§ Exercise input
# # # # # # #

/// Host collaborators and settings for a [`SyncEngine`].
#[derive(Clone)]
pub struct EngineOptions {
    pub config: SyncConfig,
    pub scheduler: Rc<dyn Scheduler>,
    pub formats: Rc<dyn FormatRegistry>,
    pub components: Rc<dyn ComponentFactory>,
    pub selection: Rc<dyn SelectionBridge>,
    pub loader: Rc<dyn SubModelLoader>,
}

impl Default for EngineOptions {
    fn default() -> Self {
        Self {
            config: SyncConfig::default(),
            scheduler: Rc::new(ImmediateScheduler),
            formats: Rc::new(StaticFormatRegistry::permissive()),
            components: Rc::new(NamedComponentFactory::permissive()),
            selection: Rc::new(LocalSelection::new()),
            loader: Rc::new(NonSubModelLoader),
        }
    }
}

impl EngineOptions {
    pub fn with_config(mut self, config: SyncConfig) -> Self {
        self.config = config;
        self
    }

    pub fn with_scheduler(mut self, scheduler: Rc<dyn Scheduler>) -> Self {
        self.scheduler = scheduler;
        self
    }

    pub fn with_formats(mut self, formats: Rc<dyn FormatRegistry>) -> Self {
        self.formats = formats;
        self
    }

    pub fn with_components(mut self, components: Rc<dyn ComponentFactory>) -> Self {
        self.components = components;
        self
    }

    pub fn with_selection(mut self, selection: Rc<dyn SelectionBridge>) -> Self {
        self.selection = selection;
        self
    }

    pub fn with_loader(mut self, loader: Rc<dyn SubModelLoader>) -> Self {
        self.loader = loader;
        self
    }
}

// ==================== Internal state ====================

struct TrackedDoc {
    doc: Doc,
    guid: Option<String>,
    scope: DocScope,
    record_origin: String,
    silent_origin: String,
    observer: Option<yrs::Subscription>,
}

#[derive(Default)]
struct DocQueue {
    state: QueueState,
    actions: Vec<PendingAction>,
}

#[derive(Clone)]
enum SharedNode {
    Map(MapRef),
    Array(ArrayRef),
    /// Wrapper text of a slot
    Wrapper(TextRef),
}

#[derive(Clone)]
struct Binding {
    key: SharedKey,
    shared: SharedNode,
}

#[derive(Clone)]
enum Bound {
    Map(WeakProxyMap),
    Array(WeakProxyArray),
    Wrapper(WeakSlot),
}

/// A queued op checked against live bindings, ready to write.
enum Resolved {
    Content { text: TextRef, change: SlotChange },
    Header { wrapper: TextRef, change: SlotChange },
    Map { map: MapRef, change: MapChange },
    Array { array: ArrayRef, change: ArrayChange },
}

#[derive(Debug, Clone, Copy, PartialEq, Eq)]
enum TxnSource {
    /// Written by a flush or bootstrap of this engine
    Local,
    /// An undo or redo step of one of this engine's tracks
    History,
    /// A peer's update, or anything else committed on the document
    Remote,
}

struct DirectionGuard<'a> {
    direction: &'a Cell<Direction>,
}

impl Drop for DirectionGuard<'_> {
    fn drop(&mut self) {
        self.direction.set(Direction::Idle);
    }
}

struct EngineInner {
    weak_self: Weak<EngineInner>,
    config: SyncConfig,
    scheduler: Rc<dyn Scheduler>,
    formats: Rc<dyn FormatRegistry>,
    components: Rc<dyn ComponentFactory>,
    selection: Rc<dyn SelectionBridge>,
    loader: Rc<dyn SubModelLoader>,
    root_map: MapRef,
    root: RefCell<Option<Component>>,
    policy: RefCell<UndoPolicy>,
    navigation: NavigationOrigins,
    direction: Cell<Direction>,
    destroyed: Cell<bool>,
    stats: Cell<EngineStats>,

    docs: RefCell<IndexMap<DocKey, TrackedDoc>>,
    next_doc: Cell<u32>,
    queues: RefCell<IndexMap<DocKey, DocQueue>>,

    /// Slot ↔ content text
    registry: RefCell<SlotRegistry>,
    /// Shared node → local node
    bound: RefCell<HashMap<SharedKey, Bound>>,
    /// Local node → shared node
    shared_of: RefCell<HashMap<NodeId, Binding>>,
    /// Change and destroy listeners of bound nodes
    node_subs: RefCell<HashMap<NodeId, Vec<Subscription>>>,
    /// `needed`/destroy listeners of async nodes awaiting a load request
    load_subs: RefCell<HashMap<NodeId, Vec<Subscription>>>,

    requested: RefCell<HashSet<NodeId>>,
    pending_loads: RefCell<Vec<LocalBoxFuture<'static, Result<()>>>>,
    observer_error: RefCell<Option<CollabError>>,

    before_local_change: Listeners<()>,
    flushed: Listeners<FlushSummary>,
    sub_model_added: Listeners<SubModelAdded>,
}

// ==================== SyncEngine ====================

/// Handle to a sync engine. Clones share the same engine.
#[derive(Clone)]
pub struct SyncEngine {
    inner: Rc<EngineInner>,
}

impl SyncEngine {
    /// Engine over `doc` with default collaborators.
    pub fn new(doc: Doc) -> Self {
        Self::with_options(doc, EngineOptions::default())
    }

    pub fn with_options(doc: Doc, options: EngineOptions) -> Self {
        let root_map = doc.get_or_insert_map(options.config.root_name.as_str());
        let inner = Rc::new_cyclic(|weak_self| EngineInner {
            weak_self: weak_self.clone(),
            config: options.config,
            scheduler: options.scheduler,
            formats: options.formats,
            components: options.components,
            selection: options.selection,
            loader: options.loader,
            root_map: root_map.clone(),
            root: RefCell::new(None),
            policy: RefCell::new(UndoPolicy::default()),
            navigation: NavigationOrigins::new(),
            direction: Cell::new(Direction::Idle),
            destroyed: Cell::new(false),
            stats: Cell::new(EngineStats::default()),
            docs: RefCell::new(IndexMap::new()),
            next_doc: Cell::new(0),
            queues: RefCell::new(IndexMap::new()),
            registry: RefCell::new(SlotRegistry::new()),
            bound: RefCell::new(HashMap::new()),
            shared_of: RefCell::new(HashMap::new()),
            node_subs: RefCell::new(HashMap::new()),
            load_subs: RefCell::new(HashMap::new()),
            requested: RefCell::new(HashSet::new()),
            pending_loads: RefCell::new(Vec::new()),
            observer_error: RefCell::new(None),
            before_local_change: Listeners::new(),
            flushed: Listeners::new(),
            sub_model_added: Listeners::new(),
        });
        let key = inner.register_doc(doc, None, DocScope::Map(root_map));
        inner.observe(key);
        Self { inner }
    }

    /// Connect the local root component to the shared root.
    ///
    /// When the shared root already holds a state the local state is cleared
    /// and rebuilt from it; otherwise the local root is written out in one
    /// non-recorded transaction. The root must be a synchronous component.
    pub fn bootstrap_root(&self, root: &Component) -> Result<()> {
        self.inner.bootstrap_root(root)
    }

    /// The root component passed to [`bootstrap_root`](Self::bootstrap_root).
    pub fn root(&self) -> Option<Component> {
        self.inner.root.borrow().clone()
    }

    /// Write every queued local change.
    ///
    /// Queues always end up empty and idle. The first error is returned
    /// after cleanup; transactions committed before it stay committed.
    pub fn flush(&self) -> Result<()> {
        self.inner.flush()
    }

    /// Apply a v1 update from a peer to the root document.
    pub fn apply_remote_update(&self, update: &[u8]) -> Result<()> {
        self.inner.apply_remote_update(DocKey::ROOT, update)
    }

    /// Apply a v1 update from a peer to a tracked document.
    pub fn apply_remote_update_to(&self, doc: DocKey, update: &[u8]) -> Result<()> {
        self.inner.apply_remote_update(doc, update)
    }

    /// Full state of the root document as a v1 update.
    pub fn encode_state_as_update(&self) -> Vec<u8> {
        let doc = self.root_doc();
        let txn = doc.transact();
        txn.encode_state_as_update_v1(&StateVector::default())
    }

    /// State vector of the root document.
    pub fn encode_state_vector(&self) -> Vec<u8> {
        let doc = self.root_doc();
        let txn = doc.transact();
        txn.state_vector().encode_v1()
    }

    /// Changes of the root document a peer with `state_vector` is missing.
    pub fn encode_diff(&self, state_vector: &[u8]) -> Result<Vec<u8>> {
        let state_vector =
            StateVector::decode_v1(state_vector).map_err(|e| CollabError::Crdt(e.to_string()))?;
        let doc = self.root_doc();
        let txn = doc.transact();
        Ok(txn.encode_diff_v1(&state_vector))
    }

    /// Snapshot the editor selection as sticky positions.
    ///
    /// Returns `None` when there is no selection, an endpoint's slot is not
    /// bound to shared content, or the document is inside a transaction.
    pub fn capture_selection(&self) -> Option<CursorPosition> {
        self.inner.capture_selection()
    }

    /// Resolve `position` against the current content and hand it to the
    /// selection bridge. `None` clears the selection.
    ///
    /// Returns `false` (leaving the selection alone) when an endpoint no
    /// longer resolves.
    pub fn restore_selection(&self, position: Option<&CursorPosition>) -> bool {
        self.inner.restore_selection(position)
    }

    /// Drive every pending sub-model load to completion, including loads
    /// requested while settling. Returns the first failure.
    pub async fn settle(&self) -> Result<()> {
        let mut first_error = None;
        loop {
            let batch = std::mem::take(&mut *self.inner.pending_loads.borrow_mut());
            if batch.is_empty() {
                break;
            }
            for load in batch {
                if let Err(err) = load.await {
                    log::warn!("[SyncEngine] Sub-model load failed: {}", err);
                    first_error.get_or_insert(err);
                }
            }
        }
        first_error.map_or(Ok(()), Err)
    }

    /// [`settle`](Self::settle) on the current thread.
    pub fn settle_blocking(&self) -> Result<()> {
        futures_lite::future::block_on(self.settle())
    }

    pub fn has_pending_loads(&self) -> bool {
        !self.inner.pending_loads.borrow().is_empty()
    }

    /// Fires when the engine goes from no buffered changes to some.
    pub fn on_before_local_change<F>(&self, callback: F) -> Subscription
    where
        F: Fn(&()) + 'static,
    {
        self.inner.before_local_change.subscribe(callback)
    }

    /// Fires after every flush that had something to write.
    pub fn on_flushed<F>(&self, callback: F) -> Subscription
    where
        F: Fn(&FlushSummary) + 'static,
    {
        self.inner.flushed.subscribe(callback)
    }

    pub fn on_sub_model_added<F>(&self, callback: F) -> Subscription
    where
        F: Fn(&SubModelAdded) + 'static,
    {
        self.inner.sub_model_added.subscribe(callback)
    }

    pub fn stats(&self) -> EngineStats {
        self.inner.stats.get()
    }

    pub fn direction(&self) -> Direction {
        self.inner.direction.get()
    }

    pub fn queue_state(&self, doc: DocKey) -> QueueState {
        self.inner
            .queues
            .borrow()
            .get(&doc)
            .map(|queue| queue.state)
            .unwrap_or_default()
    }

    /// Whether any document has queued local changes.
    pub fn has_pending_changes(&self) -> bool {
        self.inner.has_pending()
    }

    pub fn pending_actions(&self, doc: DocKey) -> usize {
        self.inner
            .queues
            .borrow()
            .get(&doc)
            .map_or(0, |queue| queue.actions.len())
    }

    pub fn root_doc(&self) -> Doc {
        // The root document is registered first and never removed.
        self.inner.docs.borrow()[0].doc.clone()
    }

    pub fn root_map(&self) -> MapRef {
        self.inner.root_map.clone()
    }

    pub fn doc(&self, key: DocKey) -> Option<Doc> {
        self.inner.doc_handle(key)
    }

    pub fn doc_scope(&self, key: DocKey) -> Option<DocScope> {
        self.inner
            .docs
            .borrow()
            .get(&key)
            .map(|tracked| tracked.scope.clone())
    }

    pub fn doc_key_for_guid(&self, guid: &str) -> Option<DocKey> {
        self.inner
            .docs
            .borrow()
            .iter()
            .find(|(_, tracked)| tracked.guid.as_deref() == Some(guid))
            .map(|(key, _)| *key)
    }

    /// Every tracked document, root first.
    pub fn tracked_docs(&self) -> Vec<DocKey> {
        self.inner.docs.borrow().keys().copied().collect()
    }

    /// Origin of the recordable transactions written to `doc`.
    pub fn record_origin(&self, doc: DocKey) -> Option<String> {
        self.inner
            .docs
            .borrow()
            .get(&doc)
            .map(|tracked| tracked.record_origin.clone())
    }

    /// The shared content text bound to `slot`.
    pub fn shared_text_for(&self, slot: &Slot) -> Option<SharedText> {
        self.inner.registry.borrow().text_for(slot)
    }

    pub fn slot_for_text(&self, key: &SharedKey) -> Option<Slot> {
        self.inner.registry.borrow().slot_for(key)
    }

    pub fn set_undo_policy(&self, policy: UndoPolicy) {
        *self.inner.policy.borrow_mut() = policy;
    }

    pub fn undo_policy(&self) -> UndoPolicy {
        self.inner.policy.borrow().clone()
    }

    /// Registry the undo tracks of this engine's documents record their
    /// stepping origins in.
    pub fn navigation_origins(&self) -> NavigationOrigins {
        self.inner.navigation.clone()
    }

    pub fn reset_undo_policy(&self) {
        self.set_undo_policy(UndoPolicy::default());
    }

    /// Stop syncing: drop observers, queues, bindings and pending loads.
    pub fn destroy(&self) {
        self.inner.destroy();
    }

    pub fn is_destroyed(&self) -> bool {
        self.inner.destroyed.get()
    }

    /// Run an undo/redo step with the engine navigating history, so its
    /// shared changes replay through
    /// [`Scheduler::apply_as_history_navigation`].
    pub(crate) fn navigate_history<R>(&self, step: impl FnOnce() -> R) -> Result<R> {
        self.inner.navigate_history(step)
    }
}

# # # # # # #

§ What the task asks
In the listing above, find every line with the word "MapRef" and copy it out.

§ Answer to this exercise
    Map(MapRef),
    Map { map: MapRef, change: MapChange },
    root_map: MapRef,
    pub fn root_map(&self) -> MapRef {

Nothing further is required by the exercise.